Shamelessly borrowing from a friend's blog in which she reflected back on the last year, I thought I'd do the same.
It's been a tough, tough year. There have been blessings, for sure- Corryn's birth, Dave finishing residency, discovery and correction of Corryn's spinal cord defect with mostly smooth sailing, but most importantly, no lasting effects. There have been some difficulties- the furnace dying, Corryn's broken arm, the stress of the job search. The adjustment to 2 kids has been challenging for me, I will admit. Between the demands of small kids and Dave's work hours, it has often felt like there is simply not enough of me to go around.

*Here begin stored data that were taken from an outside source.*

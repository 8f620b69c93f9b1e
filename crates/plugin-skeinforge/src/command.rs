//! Skeinforge command-line construction.
//!
//! The toolchain parses its arguments positionally, so the order produced
//! here is fixed:
//!
//! ```text
//! <interpreter> -u <entry-script> -p <profile> (--raft | --no-raft) <model>
//! ```

use std::path::Path;

use crate::models::{InvocationSpec, Profile};
use crate::toolchain::ToolchainLayout;

/// Interpreter flag that disables output buffering so progress lines
/// arrive as they are printed.
pub const UNBUFFERED_FLAG: &str = "-u";
/// Profile selection flag.
pub const PROFILE_FLAG: &str = "-p";
/// Request a raft.
pub const RAFT_FLAG: &str = "--raft";
/// Suppress the raft.
pub const NO_RAFT_FLAG: &str = "--no-raft";

/// Builds [`InvocationSpec`] values for a resolved toolchain.
#[derive(Debug, Clone)]
pub struct CommandBuilder<'a> {
    layout: &'a ToolchainLayout,
}

impl<'a> CommandBuilder<'a> {
    /// Create a builder for the given toolchain layout.
    pub fn new(layout: &'a ToolchainLayout) -> Self {
        Self { layout }
    }

    /// Build the invocation for one run. Performs no I/O.
    pub fn build(&self, profile: &Profile, use_raft: bool, model_path: &Path) -> InvocationSpec {
        let raft = if use_raft { RAFT_FLAG } else { NO_RAFT_FLAG };

        let arguments = vec![
            UNBUFFERED_FLAG.to_string(),
            self.layout.entry_script.clone(),
            PROFILE_FLAG.to_string(),
            profile.full_path().to_string_lossy().into_owned(),
            raft.to_string(),
            model_path.to_string_lossy().into_owned(),
        ];

        InvocationSpec {
            executable: self.layout.interpreter.clone(),
            arguments,
            working_directory: self.layout.root.clone(),
        }
    }
}

#[cfg(test)]
mod tests {
    use super::*;
    use crate::toolchain::RootSource;
    use std::path::PathBuf;

    fn layout() -> ToolchainLayout {
        ToolchainLayout {
            root: PathBuf::from("/opt/skeinforge"),
            interpreter: "python".to_string(),
            entry_script: "skeinforge.py".to_string(),
            profiles_dir: PathBuf::from("/opt/skeinforge/prefs"),
            source: RootSource::ExplicitConfig,
        }
    }

    #[test]
    fn test_argument_order_with_raft() {
        let layout = layout();
        let profile = Profile::from_path("/opt/skeinforge/prefs/SF35-cupcake");
        let spec = CommandBuilder::new(&layout).build(&profile, true, Path::new("/tmp/part.stl"));

        assert_eq!(spec.executable, "python");
        assert_eq!(
            spec.arguments,
            vec![
                "-u",
                "skeinforge.py",
                "-p",
                "/opt/skeinforge/prefs/SF35-cupcake",
                "--raft",
                "/tmp/part.stl",
            ]
        );
        assert_eq!(spec.working_directory, PathBuf::from("/opt/skeinforge"));
    }

    #[test]
    fn test_no_raft_flag() {
        let layout = layout();
        let profile = Profile::from_path("/opt/skeinforge/prefs/SF35-cupcake");
        let spec = CommandBuilder::new(&layout).build(&profile, false, Path::new("/tmp/part.stl"));
        assert_eq!(spec.arguments[4], "--no-raft");
        assert_eq!(spec.arguments.len(), 6);
    }

    #[test]
    fn test_build_is_idempotent() {
        let layout = layout();
        let builder = CommandBuilder::new(&layout);
        let profile = Profile::from_path("/opt/skeinforge/prefs/SF35-cupcake");
        let first = builder.build(&profile, true, Path::new("/models/gear.stl"));
        let second = builder.build(&profile, true, Path::new("/models/gear.stl"));
        assert_eq!(first, second);
        assert_eq!(
            serde_json::to_vec(&first).expect("json"),
            serde_json::to_vec(&second).expect("json")
        );
    }

    #[test]
    fn test_display_renders_command_line() {
        let layout = layout();
        let profile = Profile::from_path("/p/x");
        let spec = CommandBuilder::new(&layout).build(&profile, false, Path::new("m.stl"));
        assert_eq!(
            spec.to_string(),
            "python -u skeinforge.py -p /p/x --no-raft m.stl"
        );
    }
}
//! Interpreter check command.

use serde::Serialize;

use crate::output::{self, OutputFormat};
use toolpath_core::config::AppConfig;
use toolpath_core::AppResult;

/// Result of the interpreter check
#[derive(Debug, Serialize)]
struct InterpreterReport {
    interpreter: String,
    version: String,
    supported_range: String,
}

/// Execute the check-interpreter command
pub async fn execute(config: &AppConfig, format: OutputFormat) -> AppResult<()> {
    let generator = super::create_generator(config)?;
    let version = generator.check_interpreter().await?;

    let report = InterpreterReport {
        interpreter: generator.layout().interpreter.clone(),
        version: version.to_string(),
        supported_range: format!(
            ">= {}, < {}",
            config.toolchain.min_interpreter_version, config.toolchain.max_interpreter_version
        ),
    };

    match format {
        OutputFormat::Table => {
            output::print_success("Interpreter is supported");
            output::print_kv("Interpreter", &report.interpreter);
            output::print_kv("Version", &report.version);
            output::print_kv("Supported", &report.supported_range);
        }
        OutputFormat::Json => output::print_item(&report, format),
    }
    Ok(())
}
//! Executors and the factory that produces them.
//!
//! The [`ReflectiveOperationExecutorFactory`] builds a fresh delegate for
//! every request and pairs it with the operation's target method:
//!
//! - **Blocking** operations return a result. Called directly they run on
//!   the caller's thread; behind the registry they run on tokio's blocking
//!   pool so a request budget can bound them.
//! - **Non-blocking** operations receive a [`CompletionCallback`] and signal
//!   success or failure exactly once, possibly from another thread.
//!
//! Executors are consumed by `execute`, so a delegate is used by at most one
//! invocation.

pub mod completion;
pub mod context;
pub mod error;
pub mod executor;
pub mod factory;
pub mod method;

pub use completion::{CompletionCallback, CompletionHandle};
pub use context::ExecutionContext;
pub use error::{ConfigurationError, ConstructionCause, ConstructionError, InvocationError};
pub use executor::{BlockingExecutor, BoxedExecutor, Executor, InFlightGuard, NonBlockingExecutor};
pub use factory::ReflectiveOperationExecutorFactory;
pub use method::{BlockingFn, NonBlockingFn, OperationMethod};
use std::fmt;
use std::sync::Arc;

use opforge_core::{ExecutionMode, Value};

use super::completion::CompletionCallback;
use super::context::ExecutionContext;

/// Blocking target: runs on the caller's thread and returns the result.
pub type BlockingFn<T> = dyn Fn(&mut T, &ExecutionContext) -> anyhow::Result<Value> + Send + Sync;

/// Non-blocking target: takes ownership of the delegate and must arrange for
/// the callback to be completed, possibly later and on another thread.
pub type NonBlockingFn<T> = dyn Fn(T, ExecutionContext, CompletionCallback) + Send + Sync;

/// Reference to the method implementing an operation, prepared once at
/// configuration load.
pub enum OperationMethod<T> {
    Blocking(Arc<BlockingFn<T>>),
    NonBlocking(Arc<NonBlockingFn<T>>),
}

impl<T> OperationMethod<T> {
    pub fn blocking<F>(f: F) -> Self
    where
        F: Fn(&mut T, &ExecutionContext) -> anyhow::Result<Value> + Send + Sync + 'static,
    {
        Self::Blocking(Arc::new(f))
    }

    pub fn non_blocking<F>(f: F) -> Self
    where
        F: Fn(T, ExecutionContext, CompletionCallback) + Send + Sync + 'static,
    {
        Self::NonBlocking(Arc::new(f))
    }

    /// The execution mode this method supports.
    #[must_use]
    pub fn mode(&self) -> ExecutionMode {
        match self {
            Self::Blocking(_) => ExecutionMode::Blocking,
            Self::NonBlocking(_) => ExecutionMode::NonBlocking,
        }
    }
}

impl<T> Clone for OperationMethod<T> {
    fn clone(&self) -> Self {
        match self {
            Self::Blocking(f) => Self::Blocking(Arc::clone(f)),
            Self::NonBlocking(f) => Self::NonBlocking(Arc::clone(f)),
        }
    }
}

impl<T> fmt::Debug for OperationMethod<T> {
    fn fmt(&self, f: &mut fmt::Formatter<'_>) -> fmt::Result {
        f.debug_tuple("OperationMethod").field(&self.mode()).finish()
    }
}
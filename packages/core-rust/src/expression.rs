//! Expression language for dynamic parameter values.
//!
//! An expression is written `#[ <path> ]` or `#[ <path> ?? <fallback> ]`:
//!
//! - `<path>` starts with a root identifier (for example `vars`, `props`,
//!   `correlationId`) followed by `.name` or `[index]` segments.
//! - `<fallback>` is a JSON scalar (`null`, `true`, `false`, a number, or a
//!   double-quoted string) returned when the path does not resolve.
//!
//! Expressions are parsed once and evaluated many times against an
//! [`ExpressionScope`].

use std::borrow::Cow;
use std::fmt;
use std::str::FromStr;
use std::sync::LazyLock;

use regex::Regex;
use serde::{Deserialize, Deserializer, Serialize, Serializer};
use tracing::trace;

use crate::traits::{ExpressionScope, ScopeRoot};
use crate::types::Value;

static ENVELOPE: LazyLock<Regex> =
    LazyLock::new(|| Regex::new(r"(?s)^#\[\s*(.*?)\s*\]$").expect("valid envelope regex"));

static PATH: LazyLock<Regex> = LazyLock::new(|| {
    Regex::new(r"^[A-Za-z_][A-Za-z0-9_]*(?:\.[A-Za-z_][A-Za-z0-9_]*|\[[0-9]+\])*$")
        .expect("valid path regex")
});

static SEGMENT: LazyLock<Regex> = LazyLock::new(|| {
    Regex::new(r"\.([A-Za-z_][A-Za-z0-9_]*)|\[([0-9]+)\]").expect("valid segment regex")
});

const ROOT_LEN_LIMIT: usize = 64;

/// Errors from parsing or evaluating an [`Expression`].
#[derive(Debug, Clone, PartialEq, thiserror::Error)]
pub enum ExpressionError {
    #[error("malformed expression `{source_text}`: {reason}")]
    Malformed {
        source_text: String,
        reason: &'static str,
    },
    #[error("unknown root `{root}` in expression `{source_text}`")]
    UnknownRoot { source_text: String, root: String },
    #[error("expression `{source_text}` did not resolve: `{path}` is absent")]
    Unresolved { source_text: String, path: String },
}

/// One navigation step after the root identifier.
#[derive(Debug, Clone, PartialEq, Eq)]
pub enum Segment {
    Key(String),
    Index(usize),
}

impl fmt::Display for Segment {
    fn fmt(&self, f: &mut fmt::Formatter<'_>) -> fmt::Result {
        match self {
            Self::Key(k) => write!(f, ".{k}"),
            Self::Index(i) => write!(f, "[{i}]"),
        }
    }
}

/// A parsed expression.
#[derive(Debug, Clone, PartialEq)]
pub struct Expression {
    source: String,
    root: String,
    segments: Vec<Segment>,
    fallback: Option<Value>,
}

impl Expression {
    /// Returns true if `text` uses the `#[...]` expression envelope.
    #[must_use]
    pub fn is_expression(text: &str) -> bool {
        let trimmed = text.trim();
        trimmed.starts_with("#[") && trimmed.ends_with(']')
    }

    /// Parses an expression.
    ///
    /// # Errors
    ///
    /// Returns `ExpressionError::Malformed` when the text is not a valid
    /// `#[path]` or `#[path ?? literal]` expression.
    pub fn parse(text: &str) -> Result<Self, ExpressionError> {
        let malformed = |reason| ExpressionError::Malformed {
            source_text: text.to_string(),
            reason,
        };

        let body = ENVELOPE
            .captures(text.trim())
            .and_then(|caps| caps.get(1))
            .map(|m| m.as_str())
            .ok_or_else(|| malformed("expected `#[...]`"))?;

        let (path, fallback) = match body.split_once("??") {
            Some((path, literal)) => {
                let fallback = parse_fallback(literal.trim())
                    .ok_or_else(|| malformed("fallback must be a JSON scalar"))?;
                (path.trim(), Some(fallback))
            }
            None => (body, None),
        };

        if path.is_empty() {
            return Err(malformed("empty path"));
        }
        if !PATH.is_match(path) {
            return Err(malformed("invalid path syntax"));
        }

        let root_end = path.find(['.', '[']).unwrap_or(path.len());
        let root = &path[..root_end];
        if root.len() > ROOT_LEN_LIMIT {
            return Err(malformed("root identifier too long"));
        }

        let mut segments = Vec::new();
        for caps in SEGMENT.captures_iter(&path[root_end..]) {
            if let Some(key) = caps.get(1) {
                segments.push(Segment::Key(key.as_str().to_string()));
            } else if let Some(idx) = caps.get(2) {
                let idx = idx
                    .as_str()
                    .parse::<usize>()
                    .map_err(|_| malformed("index out of range"))?;
                segments.push(Segment::Index(idx));
            }
        }

        Ok(Self {
            source: text.trim().to_string(),
            root: root.to_string(),
            segments,
            fallback,
        })
    }

    /// The original expression text.
    #[must_use]
    pub fn source(&self) -> &str {
        &self.source
    }

    #[must_use]
    pub fn root(&self) -> &str {
        &self.root
    }

    #[must_use]
    pub fn segments(&self) -> &[Segment] {
        &self.segments
    }

    #[must_use]
    pub fn fallback(&self) -> Option<&Value> {
        self.fallback.as_ref()
    }

    /// Evaluates the expression against `scope`.
    ///
    /// # Errors
    ///
    /// - `ExpressionError::UnknownRoot` if the scope does not expose the root.
    /// - `ExpressionError::Unresolved` if a segment is absent and no fallback
    ///   was given.
    pub fn evaluate(&self, scope: &dyn ExpressionScope) -> Result<Value, ExpressionError> {
        let root = scope
            .root(&self.root)
            .ok_or_else(|| ExpressionError::UnknownRoot {
                source_text: self.source.clone(),
                root: self.root.clone(),
            })?;

        match self.navigate(root) {
            Some(value) => Ok(value.into_owned()),
            None => match &self.fallback {
                Some(fallback) => {
                    trace!(expression = %self.source, "path absent, using fallback");
                    Ok(fallback.clone())
                }
                None => Err(ExpressionError::Unresolved {
                    source_text: self.source.clone(),
                    path: self.path(),
                }),
            },
        }
    }

    fn navigate<'a>(&self, root: ScopeRoot<'a>) -> Option<Cow<'a, Value>> {
        let mut segments = self.segments.iter();

        let mut current = match root {
            ScopeRoot::Map(map) => match segments.next() {
                Some(Segment::Key(key)) => Cow::Borrowed(map.get(key)?),
                Some(Segment::Index(_)) => return None,
                None => Cow::Owned(Value::Map(map.clone())),
            },
            ScopeRoot::Value(value) => value,
        };

        for segment in segments {
            current = match current {
                Cow::Borrowed(value) => Cow::Borrowed(step(value, segment)?),
                Cow::Owned(value) => Cow::Owned(step(&value, segment)?.clone()),
            };
        }

        Some(current)
    }

    /// The path portion rendered without the envelope and fallback.
    #[must_use]
    pub fn path(&self) -> String {
        let mut out = self.root.clone();
        for segment in &self.segments {
            out.push_str(&segment.to_string());
        }
        out
    }
}

fn step<'v>(value: &'v Value, segment: &Segment) -> Option<&'v Value> {
    match segment {
        Segment::Key(key) => value.get(key),
        Segment::Index(idx) => value.index(*idx),
    }
}

fn parse_fallback(literal: &str) -> Option<Value> {
    match serde_json::from_str::<serde_json::Value>(literal).ok()? {
        serde_json::Value::Array(_) | serde_json::Value::Object(_) => None,
        scalar => Some(Value::from(scalar)),
    }
}

impl fmt::Display for Expression {
    fn fmt(&self, f: &mut fmt::Formatter<'_>) -> fmt::Result {
        f.write_str(&self.source)
    }
}

impl FromStr for Expression {
    type Err = ExpressionError;

    fn from_str(s: &str) -> Result<Self, Self::Err> {
        Self::parse(s)
    }
}

impl Serialize for Expression {
    fn serialize<S: Serializer>(&self, serializer: S) -> Result<S::Ok, S::Error> {
        serializer.serialize_str(&self.source)
    }
}

impl<'de> Deserialize<'de> for Expression {
    fn deserialize<D: Deserializer<'de>>(deserializer: D) -> Result<Self, D::Error> {
        let text = String::deserialize(deserializer)?;
        Self::parse(&text).map_err(serde::de::Error::custom)
    }
}
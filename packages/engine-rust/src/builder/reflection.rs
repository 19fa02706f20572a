use std::any::{type_name, TypeId};
use std::collections::HashMap;
use std::sync::atomic::{AtomicU64, Ordering};
use std::sync::Arc;

use dashmap::DashMap;

use super::{OperationDelegate, PropertyDescriptor};

/// Property metadata for a delegate type, computed once per type.
#[derive(Debug)]
pub struct TypeDescriptor {
    type_name: &'static str,
    properties: Vec<PropertyDescriptor>,
    by_name: HashMap<&'static str, usize>,
}

impl TypeDescriptor {
    /// Introspects `T`.
    #[must_use]
    pub fn of<T: OperationDelegate>() -> Self {
        let properties = T::properties();
        let by_name = properties
            .iter()
            .enumerate()
            .map(|(idx, p)| (p.name, idx))
            .collect();
        Self {
            type_name: type_name::<T>(),
            properties,
            by_name,
        }
    }

    #[must_use]
    pub fn type_name(&self) -> &'static str {
        self.type_name
    }

    #[must_use]
    pub fn properties(&self) -> &[PropertyDescriptor] {
        &self.properties
    }

    #[must_use]
    pub fn property(&self, name: &str) -> Option<&PropertyDescriptor> {
        self.by_name.get(name).map(|&idx| &self.properties[idx])
    }

    #[must_use]
    pub fn has_property(&self, name: &str) -> bool {
        self.by_name.contains_key(name)
    }
}

/// Concurrent cache of [`TypeDescriptor`]s keyed by the delegate's `TypeId`.
///
/// Read-mostly: lookups take a shard read lock; a miss introspects the type
/// and inserts through the entry API. Two threads racing on the same miss may
/// both introspect, but only one descriptor is stored.
#[derive(Debug, Default)]
pub struct ReflectionCache {
    descriptors: DashMap<TypeId, Arc<TypeDescriptor>>,
    misses: AtomicU64,
}

impl ReflectionCache {
    #[must_use]
    pub fn new() -> Self {
        Self::default()
    }

    /// Returns the descriptor for `T`, populating the cache on first use.
    pub fn descriptor<T: OperationDelegate>(&self) -> Arc<TypeDescriptor> {
        let key = TypeId::of::<T>();
        if let Some(entry) = self.descriptors.get(&key) {
            return Arc::clone(entry.value());
        }

        self.misses.fetch_add(1, Ordering::Relaxed);
        let descriptor = Arc::new(TypeDescriptor::of::<T>());
        Arc::clone(self.descriptors.entry(key).or_insert(descriptor).value())
    }

    /// Number of cached types.
    #[must_use]
    pub fn len(&self) -> usize {
        self.descriptors.len()
    }

    #[must_use]
    pub fn is_empty(&self) -> bool {
        self.descriptors.is_empty()
    }

    /// Number of lookups that had to introspect a type.
    #[must_use]
    pub fn miss_count(&self) -> u64 {
        self.misses.load(Ordering::Relaxed)
    }
}

#[cfg(test)]
mod tests {
    use std::thread;

    use super::*;

    crate::operation_delegate! {
        struct First {
            host: String,
            port: u16,
        }
    }

    crate::operation_delegate! {
        struct Second {
            path: String,
        }
    }

    #[test]
    fn descriptor_indexes_properties() {
        let descriptor = TypeDescriptor::of::<First>();
        assert!(descriptor.type_name().ends_with("First"));
        assert!(descriptor.has_property("port"));
        assert!(!descriptor.has_property("path"));
        let host = descriptor.property("host").unwrap();
        assert!(host.type_name.ends_with("String"));
    }

    #[test]
    fn cache_populates_lazily_and_reuses() {
        let cache = ReflectionCache::new();
        assert!(cache.is_empty());

        let a = cache.descriptor::<First>();
        let b = cache.descriptor::<First>();
        assert!(Arc::ptr_eq(&a, &b));
        assert_eq!(cache.len(), 1);
        assert_eq!(cache.miss_count(), 1);

        cache.descriptor::<Second>();
        assert_eq!(cache.len(), 2);
    }

    #[test]
    fn concurrent_lookups_store_one_descriptor() {
        let cache = Arc::new(ReflectionCache::new());
        let handles: Vec<_> = (0..8)
            .map(|_| {
                let cache = Arc::clone(&cache);
                thread::spawn(move || cache.descriptor::<First>())
            })
            .collect();

        let descriptors: Vec<_> = handles.into_iter().map(|h| h.join().unwrap()).collect();
        assert_eq!(cache.len(), 1);
        let stored = cache.descriptor::<First>();
        assert!(descriptors.iter().all(|d| d.properties() == stored.properties()));
    }
}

Through it all, though, I have gained and ability and an immense appreciation for leaning on friends and family. Contrary to the American way, I learned how to ask for help- and in the process learned how much it adds to your life. It doesn't make you helpless or weak to ask for help- it makes you human and lessens your load. I've had loving ears on which to voice concerns, vent frustrations, cry, laugh- whatever was needed. We've been fed numerous times and had the house cleaned for us (thanks moms!!) There's simply no way we'd have made it through this year without the help of others.
I'm not making new year's resolutions. I'm just going to keep trying remember what I've learned from 2007. I'm learning to relax a bit with caring for 2 kids and in the process have been able to laugh with them more. Dave and I have leaned heavily on each other through it all and look forward to things settling some in the next year. We continue to lean on each other through the job search as we try to balance the wants, needs and dreams of all those involved with the available jobs.
At one time, I couldn't wait for this year to end. Now, as I think back on it, in many ways, I feel proud to have survived it, am thankful for the things I can take away from it and hope for a little less of a roller coaster next year.